[Tune] [RLlib] Episodes vs iterations vs trials vs experiments

In the context of RLLib and Tune, where can I find the relationship between these concepts please?

1 Like

Hey @geekyneuro , great question and sorry for the late response due to this question being uncategorized (it’ll help us find questions much faster if you categorize them as e.g. “RLlib”).

Episode: In an RL environment, the episode starts when you call env.reset() and it finishes (after n timesteps for each of which you call env.step([some action])) when the env returns the done=True flag from the step() method.

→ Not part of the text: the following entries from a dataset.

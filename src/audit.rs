// SPDX-License-Identifier: AGPL-3.0-or-later
//
// Copyright (C) 2026 Custody Core Contributors

//! Audit trail for key operations.
//!
//! Append-only, bounded, secrets-free. Entries carry at most a truncated
//! public-key prefix; private key bytes, full public keys, and ciphertext
//! never enter an entry, including the error message. Durable mirroring
//! of the trail is an external observability concern; this buffer only
//! guarantees the core's correctness contract.

use std::collections::VecDeque;
use std::sync::Mutex;

use chrono::{DateTime, Utc};
use serde::{Deserialize, Serialize};

/// Default ring-buffer capacity.
pub const DEFAULT_AUDIT_CAPACITY: usize = 1024;

/// Length of the retained public-key prefix.
const KEY_REF_LEN: usize = 8;

/// Auditable key operations.
#[derive(Debug, Clone, Copy, PartialEq, Eq, Serialize, Deserialize)]
#[serde(rename_all = "snake_case")]
pub enum KeyOperation {
    Generate,
    Sign,
    Rotate,
    Validate,
}

/// One audit entry. Never contains secret material in any field.
#[derive(Debug, Clone, Serialize, Deserialize)]
pub struct KeyOperationAudit {
    pub operation: KeyOperation,
    /// Truncated public-key prefix, or `"unknown"` when the operation
    /// failed before a key existed.
    pub key_ref: String,
    pub timestamp: DateTime<Utc>,
    pub success: bool,
    #[serde(skip_serializing_if = "Option::is_none")]
    pub error_message: Option<String>,
}

impl KeyOperationAudit {
    pub fn success(operation: KeyOperation, public_key: &str) -> Self {
        Self {
            operation,
            key_ref: key_ref(public_key),
            timestamp: Utc::now(),
            success: true,
            error_message: None,
        }
    }

    pub fn failure(
        operation: KeyOperation,
        public_key: Option<&str>,
        message: impl Into<String>,
    ) -> Self {
        Self {
            operation,
            key_ref: public_key.map(key_ref).unwrap_or_else(|| "unknown".to_string()),
            timestamp: Utc::now(),
            success: false,
            error_message: Some(message.into()),
        }
    }
}

/// Redact a public key down to its retained prefix.
pub fn key_ref(public_key: &str) -> String {
    if public_key.len() <= KEY_REF_LEN {
        return public_key.to_string();
    }
    format!("{}..", &public_key[..KEY_REF_LEN])
}

/// Bounded in-memory audit log (ring buffer, oldest-entry eviction).
pub struct AuditLog {
    entries: Mutex<VecDeque<KeyOperationAudit>>,
    capacity: usize,
}

impl AuditLog {
    pub fn new(capacity: usize) -> Self {
        Self {
            entries: Mutex::new(VecDeque::with_capacity(capacity.min(DEFAULT_AUDIT_CAPACITY))),
            capacity: capacity.max(1),
        }
    }

    /// Append an entry.
    ///
    /// Never fails towards the caller: an audit problem must not block
    /// the key operation it describes. Internal failures are escalated
    /// via tracing for an external observer to pick up.
    pub fn record(&self, entry: KeyOperationAudit) {
        match self.entries.lock() {
            Ok(mut entries) => {
                if entries.len() == self.capacity {
                    entries.pop_front();
                }
                entries.push_back(entry);
            }
            Err(e) => {
                tracing::warn!(error = %e, "audit log lock poisoned; entry dropped");
            }
        }
    }

    /// Snapshot of the most recent `limit` entries, newest first.
    pub fn query(&self, limit: usize) -> Vec<KeyOperationAudit> {
        match self.entries.lock() {
            Ok(entries) => entries.iter().rev().take(limit).cloned().collect(),
            Err(e) => {
                tracing::warn!(error = %e, "audit log lock poisoned; returning empty snapshot");
                Vec::new()
            }
        }
    }
}

impl Default for AuditLog {
    fn default() -> Self {
        Self::new(DEFAULT_AUDIT_CAPACITY)
    }
}

#[cfg(test)]
mod tests {
    use super::*;

    const PK: &str = "4f2a9c1db7e83365d1a2b3c4d5e6f708192a3b4c5d6e7f8091a2b3c4d5e6f701";

    #[test]
    fn key_ref_truncates() {
        let r = key_ref(PK);
        assert_eq!(r, "4f2a9c1d..");
        assert!(r.len() < PK.len());
    }

    #[test]
    fn record_and_query_newest_first() {
        let log = AuditLog::default();
        log.record(KeyOperationAudit::success(KeyOperation::Generate, PK));
        log.record(KeyOperationAudit::success(KeyOperation::Sign, PK));
        log.record(KeyOperationAudit::failure(
            KeyOperation::Sign,
            Some(PK),
            "signing failed",
        ));

        let entries = log.query(10);
        assert_eq!(entries.len(), 3);
        assert_eq!(entries[0].operation, KeyOperation::Sign);
        assert!(!entries[0].success);
        assert_eq!(entries[2].operation, KeyOperation::Generate);
    }

    #[test]
    fn query_respects_limit() {
        let log = AuditLog::default();
        for _ in 0..5 {
            log.record(KeyOperationAudit::success(KeyOperation::Sign, PK));
        }
        assert_eq!(log.query(2).len(), 2);
    }

    #[test]
    fn capacity_evicts_oldest() {
        let log = AuditLog::new(3);
        for i in 0..5 {
            let mut entry = KeyOperationAudit::success(KeyOperation::Sign, PK);
            entry.error_message = Some(format!("marker-{i}"));
            log.record(entry);
        }

        let entries = log.query(10);
        assert_eq!(entries.len(), 3);
        // Oldest two (marker-0, marker-1) were evicted.
        assert_eq!(entries[2].error_message.as_deref(), Some("marker-2"));
        assert_eq!(entries[0].error_message.as_deref(), Some("marker-4"));
    }

    #[test]
    fn entries_never_contain_full_public_key() {
        let log = AuditLog::default();
        log.record(KeyOperationAudit::success(KeyOperation::Generate, PK));
        log.record(KeyOperationAudit::failure(
            KeyOperation::Validate,
            Some(PK),
            "validation failed",
        ));

        for entry in log.query(10) {
            let json = serde_json::to_string(&entry).unwrap();
            assert!(!json.contains(PK));
        }
    }

    #[test]
    fn failure_without_key_uses_placeholder() {
        let entry = KeyOperationAudit::failure(KeyOperation::Generate, None, "entropy exhausted");
        assert_eq!(entry.key_ref, "unknown");
        assert!(!entry.success);
    }
}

Iteration: A single training iteration for an RLlib Trainer (calling Trainer.train() once). An iteration may contain one or more episodes (collecting data for the train batch or for a replay buffer), and one or more SGD update steps, depending on the particular Trainer being used.

Trial: When you use RLlib in combination with Tune and e.g. do a tune.grid_search over 2 learning rates, e.g. tune.grid_search([0.0001, 0.0005]), Tune will then run two “trials” using these two different learning rates.

Experiment: A (e.g. yaml) defined RLlib config (maybe containing grid_searches that cause n trials). You can store more than one experiment in a yaml file under different top-level experiment names (e.g. see ray.release.rllib_tests.learning_tests.major_algos_learning_tests.yaml).